This gaffe in itself is the absolute tiniest blip compared to McCain's "bomb
bomb bomb Iran", Bush's "axis of evil" or, for that matter, the nonsense
churned out by Iranian politicians and state press on a daily basis. And it's
not as sinister as half the nonsense that Vahidi says openly to the
international press.

In Iran, the US is already guilty of pretty much everything. Even if you just
stick with relatively credible accusations the Iranian public might well
compare this to the deaths of nuclear scientists, Stuxnet and other fiascos
for which the US is allegedly responsible, and come away with even more
indifference than usual about this latest. They weren't born yesterday.

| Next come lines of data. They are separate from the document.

//! Implied volatility extraction from Black-76 option prices.
//!
//! - [`BlackImpliedVol`] — bracket expansion followed by bisection
//! - [`implied_volatility`] — the same solve, returning NaN when no volatility fits
//! - [`implied_volatilities`] — batch solve over many [`Quote`](crate::types::Quote)s

pub mod batch;
pub mod black;
mod config;

pub use batch::implied_volatilities;
pub use black::{BlackImpliedVol, implied_volatility};
pub use config::SolverConfig;
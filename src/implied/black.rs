//! Black-76 implied volatility via bracket expansion and bisection.
//!
//! # Algorithm
//! 1. Reject prices below the discounted intrinsic value; return exactly zero
//!    at that bound; reject prices at or above the discounted forward.
//! 2. Starting from `σ = 0.2`, halve while the model price is too high, then
//!    double while it is too low. The last doubling gives `[σ/2, σ]`.
//! 3. Bisect `price(σ) − observed` on that interval.
//!
//! The model price is non-decreasing in `σ`, so step 2 terminates for every
//! reachable quote. Quotes that pass step 1 but lie above the model's
//! supremum hit the bracket iteration cap and are reported as
//! [`NoSolutionReason::BracketNotFound`].

use crate::conventions::discounted_forward;
use crate::error::{self, Black76Error, NoSolutionReason};
use crate::implied::SolverConfig;
use crate::optim::{bisect, expand_bracket};
use crate::pricer;
use crate::types::{Contract, OptionType, Vol};

/// Black-76 implied volatility calculator.
///
/// Holds a [`SolverConfig`]; the solver itself is stateless, so one instance
/// can be shared across threads.
#[derive(Debug, Clone, Default)]
pub struct BlackImpliedVol {
    config: SolverConfig,
}

impl BlackImpliedVol {
    /// Calculator with the default [`SolverConfig`].
    pub fn new() -> Self {
        Self::default()
    }

    /// Calculator with custom tunables.
    ///
    /// # Errors
    /// Returns [`Black76Error::InvalidInput`] if `config` fails
    /// [`SolverConfig::validate`].
    pub fn with_config(config: SolverConfig) -> error::Result<Self> {
        config.validate()?;
        Ok(Self { config })
    }

    pub fn config(&self) -> &SolverConfig {
        &self.config
    }

    /// Compute Black-76 implied volatility with the default configuration.
    ///
    /// # Arguments
    /// * `option_type` — Call or Put
    /// * `option_price` — Observed premium
    /// * `forward` — Forward price at expiry (must be > 0)
    /// * `risk_free` — Continuously-compounded discount rate
    /// * `strike` — Strike price (must be > 0)
    /// * `expiry` — Time to expiry in years (must be > 0)
    ///
    /// Inputs are not validated; use [`Contract`] and
    /// [`solve_contract`](Self::solve_contract) for checked parameters.
    ///
    /// # Errors
    /// Returns [`Black76Error::NoSolution`] when no volatility reproduces the
    /// price, [`Black76Error::InvalidInput`] for a NaN price, and
    /// [`Black76Error::ConvergenceFailed`] if bisection exhausts its cap.
    ///
    /// # Examples
    /// ```
    /// use black76::implied::BlackImpliedVol;
    /// use black76::OptionType;
    ///
    /// let vol = BlackImpliedVol::compute(
    ///     OptionType::Call, 33.3, 1132.759389, 0.02, 1100.0, 4.0 / 252.0,
    /// ).unwrap();
    /// assert!((vol.0 - 0.299_327_747_743).abs() < 1e-9);
    /// ```
    pub fn compute(
        option_type: OptionType,
        option_price: f64,
        forward: f64,
        risk_free: f64,
        strike: f64,
        expiry: f64,
    ) -> error::Result<Vol> {
        Self::default().solve(option_type, option_price, forward, risk_free, strike, expiry)
    }

    /// Solve for the volatility that reprices `option_price`.
    ///
    /// Same contract as [`compute`](Self::compute), using this instance's
    /// configuration.
    pub fn solve(
        &self,
        option_type: OptionType,
        option_price: f64,
        forward: f64,
        risk_free: f64,
        strike: f64,
        expiry: f64,
    ) -> error::Result<Vol> {
        #[cfg(feature = "logging")]
        tracing::debug!(
            ?option_type,
            option_price,
            forward,
            risk_free,
            strike,
            expiry,
            "implied vol solve started"
        );

        if option_price.is_nan() {
            return Err(Black76Error::InvalidInput {
                message: "option price must not be NaN".into(),
            });
        }

        let lower_bound = pricer::lower_bound(option_type, forward, risk_free, expiry, strike);
        if option_price < lower_bound {
            return Err(no_solution(
                NoSolutionReason::BelowIntrinsic,
                option_price,
                lower_bound,
            ));
        }
        if option_price == lower_bound {
            return Ok(Vol(0.0));
        }
        let upper_bound = discounted_forward(forward, risk_free, expiry);
        if option_price >= upper_bound {
            return Err(no_solution(
                NoSolutionReason::AboveDiscountedForward,
                option_price,
                upper_bound,
            ));
        }

        let objective =
            |vol: f64| pricer::price(option_type, vol, forward, risk_free, expiry, strike);

        let bracket = expand_bracket(objective, option_price, &self.config.bracket())
            .map_err(|exhausted| {
                no_solution(NoSolutionReason::BracketNotFound, option_price, exhausted.last)
            })?;

        #[cfg(feature = "logging")]
        tracing::debug!(lo = bracket.lo, hi = bracket.hi, "vol bracket found");

        let vol = bisect(
            |v| objective(v) - option_price,
            bracket.lo,
            bracket.hi,
            &self.config.bisect(),
        )?;

        #[cfg(feature = "logging")]
        tracing::debug!(vol, "implied vol solve complete");

        Ok(Vol(vol))
    }

    /// Solve against a validated [`Contract`].
    pub fn solve_contract(
        &self,
        option_type: OptionType,
        option_price: f64,
        contract: &Contract,
    ) -> error::Result<Vol> {
        self.solve(
            option_type,
            option_price,
            contract.forward(),
            contract.risk_free(),
            contract.strike(),
            contract.expiry(),
        )
    }
}

fn no_solution(reason: NoSolutionReason, price: f64, bound: f64) -> Black76Error {
    #[cfg(feature = "logging")]
    tracing::debug!(%reason, price, bound, "no implied vol");

    Black76Error::NoSolution {
        reason,
        price,
        bound,
    }
}

/// Implied volatility as a plain number.
///
/// Returns `0.0` for a price exactly at the discounted intrinsic value and
/// `f64::NAN` whenever [`BlackImpliedVol::compute`] would return an error.
/// Treat NaN as "unquotable input", not as a solver failure.
///
/// # Examples
/// ```
/// use black76::{implied_volatility, OptionType};
///
/// let vol = implied_volatility(OptionType::Put, 0.325, 1132.759389, 0.02, 1050.0, 4.0 / 365.0);
/// assert!(vol > 0.0);
///
/// // A call can never be worth more than the discounted forward.
/// assert!(implied_volatility(OptionType::Call, 2000.0, 1132.759389, 0.02, 1100.0, 0.5).is_nan());
/// ```
pub fn implied_volatility(
    option_type: OptionType,
    observed_price: f64,
    forward: f64,
    risk_free: f64,
    strike: f64,
    expiry: f64,
) -> f64 {
    BlackImpliedVol::compute(option_type, observed_price, forward, risk_free, strike, expiry)
        .map_or(f64::NAN, |v| v.0)
}

#[cfg(test)]
mod tests {
    use super::*;
    use approx::assert_abs_diff_eq;

    const F: f64 = 1132.759389;
    const R: f64 = 0.02;

    #[test]
    fn reference_call_quote() {
        let t = 4.0 / 252.0;
        let vol = BlackImpliedVol::compute(OptionType::Call, 33.3, F, R, 1100.0, t).unwrap();
        assert_abs_diff_eq!(vol.0, 0.299_327_747_743_371, epsilon = 1e-9);
        let reprice = pricer::price(OptionType::Call, vol.0, F, R, t, 1100.0);
        assert_abs_diff_eq!(reprice, 33.3, epsilon = 1e-8);
    }

    #[test]
    fn reference_put_quote() {
        let t = 4.0 / 365.0;
        let vol = BlackImpliedVol::compute(OptionType::Put, 0.325, F, R, 1050.0, t).unwrap();
        assert_abs_diff_eq!(vol.0, 0.894_686_256_762_692, epsilon = 1e-9);
        let reprice = pricer::price(OptionType::Put, vol.0, F, R, t, 1050.0);
        assert_abs_diff_eq!(reprice, 0.325, epsilon = 1e-8);
    }

    #[test]
    fn round_trip_across_strikes() {
        let (f, r, t) = (100.0, 0.03, 0.5);
        for &vol in &[0.4, 0.8, 1.5, 3.0] {
            for &k in &[90.0, 100.0, 110.0] {
                for option_type in [OptionType::Call, OptionType::Put] {
                    let p = pricer::price(option_type, vol, f, r, t, k);
                    let lb = pricer::lower_bound(option_type, f, r, t, k);
                    if p <= lb {
                        continue;
                    }
                    let iv = BlackImpliedVol::compute(option_type, p, f, r, k, t).unwrap();
                    assert_abs_diff_eq!(iv.0, vol, epsilon = 1e-8);
                }
            }
        }
    }

    #[test]
    fn exact_lower_bound_returns_zero() {
        let (f, r, t, k) = (110.0, 0.05, 1.0, 100.0);
        let lb = pricer::lower_bound(OptionType::Call, f, r, t, k);
        let vol = BlackImpliedVol::compute(OptionType::Call, lb, f, r, k, t).unwrap();
        assert_eq!(vol.0, 0.0);
    }

    #[test]
    fn zero_price_otm_returns_zero() {
        assert_eq!(implied_volatility(OptionType::Call, 0.0, 100.0, 0.01, 120.0, 1.0), 0.0);
        assert_eq!(implied_volatility(OptionType::Put, 0.0, 100.0, 0.01, 80.0, 1.0), 0.0);
    }

    #[test]
    fn below_intrinsic_is_no_solution() {
        let (f, r, t, k) = (110.0, 0.05, 1.0, 100.0);
        let res = BlackImpliedVol::compute(OptionType::Call, 5.0, f, r, k, t);
        match res {
            Err(Black76Error::NoSolution { reason, bound, .. }) => {
                assert_eq!(reason, NoSolutionReason::BelowIntrinsic);
                assert_abs_diff_eq!(bound, 10.0 * (-0.05_f64).exp(), epsilon = 1e-12);
            }
            other => panic!("expected NoSolution, got {other:?}"),
        }
    }

    #[test]
    fn negative_price_is_no_solution() {
        assert!(implied_volatility(OptionType::Put, -0.01, 100.0, 0.0, 90.0, 1.0).is_nan());
    }

    #[test]
    fn at_discounted_forward_is_no_solution() {
        let (f, r, t, k) = (100.0, 0.05, 1.0, 100.0);
        let df = discounted_forward(f, r, t);
        let res = BlackImpliedVol::compute(OptionType::Call, df, f, r, k, t);
        assert!(matches!(
            res,
            Err(Black76Error::NoSolution {
                reason: NoSolutionReason::AboveDiscountedForward,
                ..
            })
        ));
        assert!(implied_volatility(OptionType::Put, df + 1.0, f, r, k, t).is_nan());
    }

    #[test]
    fn unreachable_price_hits_bracket_cap() {
        // ATM the call tends to F·Φ(0)·e^{-rT} = 50, below the discounted forward of 100.
        let res = BlackImpliedVol::compute(OptionType::Call, 60.0, 100.0, 0.0, 100.0, 1.0);
        assert!(matches!(
            res,
            Err(Black76Error::NoSolution {
                reason: NoSolutionReason::BracketNotFound,
                ..
            })
        ));
    }

    #[test]
    fn small_bracket_cap_gives_up_early() {
        let cfg = SolverConfig {
            max_bracket_iter: 2,
            ..SolverConfig::default()
        };
        let solver = BlackImpliedVol::with_config(cfg).unwrap();
        let p = pricer::price(OptionType::Call, 4.0, 100.0, 0.0, 1.0, 100.0);
        // Reaching σ = 4 from 0.2 needs five doublings.
        let res = solver.solve(OptionType::Call, p, 100.0, 0.0, 100.0, 1.0);
        assert!(res.is_err());
    }

    #[test]
    fn nan_price_is_invalid_input() {
        let res = BlackImpliedVol::compute(OptionType::Call, f64::NAN, 100.0, 0.0, 100.0, 1.0);
        assert!(matches!(res, Err(Black76Error::InvalidInput { .. })));
    }

    #[test]
    fn nan_forward_does_not_panic() {
        assert!(implied_volatility(OptionType::Call, 1.0, f64::NAN, 0.0, 100.0, 1.0).is_nan());
    }

    #[test]
    fn with_config_rejects_invalid() {
        let cfg = SolverConfig {
            initial_vol: -1.0,
            ..SolverConfig::default()
        };
        assert!(BlackImpliedVol::with_config(cfg).is_err());
    }

    #[test]
    fn looser_tolerance_still_close() {
        let cfg = SolverConfig {
            xtol: 1e-4,
            ..SolverConfig::default()
        };
        let solver = BlackImpliedVol::with_config(cfg).unwrap();
        let p = pricer::price(OptionType::Put, 0.35, 100.0, 0.01, 0.25, 105.0);
        let vol = solver.solve(OptionType::Put, p, 100.0, 0.01, 105.0, 0.25).unwrap();
        assert_abs_diff_eq!(vol.0, 0.35, epsilon = 1e-4);
    }

    #[test]
    fn solve_contract_matches_free_form() {
        let c = Contract::new(F, R, 4.0 / 252.0, 1100.0).unwrap();
        let solver = BlackImpliedVol::new();
        let a = solver.solve_contract(OptionType::Call, 33.3, &c).unwrap();
        let b = solver.solve(OptionType::Call, 33.3, F, R, 1100.0, 4.0 / 252.0).unwrap();
        assert_eq!(a, b);
    }

    #[test]
    fn solver_is_send_and_sync() {
        fn assert_send_sync<T: Send + Sync>() {}
        assert_send_sync::<BlackImpliedVol>();
    }
}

At least since 1979 we have known that the US cannot really get less popular
in Iran short of war. For years now Iran itself has routinely incarcerated
ethnic Iranians visiting from the west, accused them of espionage, sentenced
them to death, and dumped them in Evin prison to use as diplomatic bargaining
chips and targets for the two minutes hate.

Meanwhile the usual reason for having a space program (as with the US, Russia,
and now North Korea, etc.) is to develop and demonstrate worldwide reach with
ballistic missiles.

This is an inherently nasty relationship only somewhat short of war and has
been one for decades. Outside of specific shelters, the world is an inherently
nasty place. If our relationship with Iran were characterized solely by stupid
animal jokes, it would be a dramatic improvement.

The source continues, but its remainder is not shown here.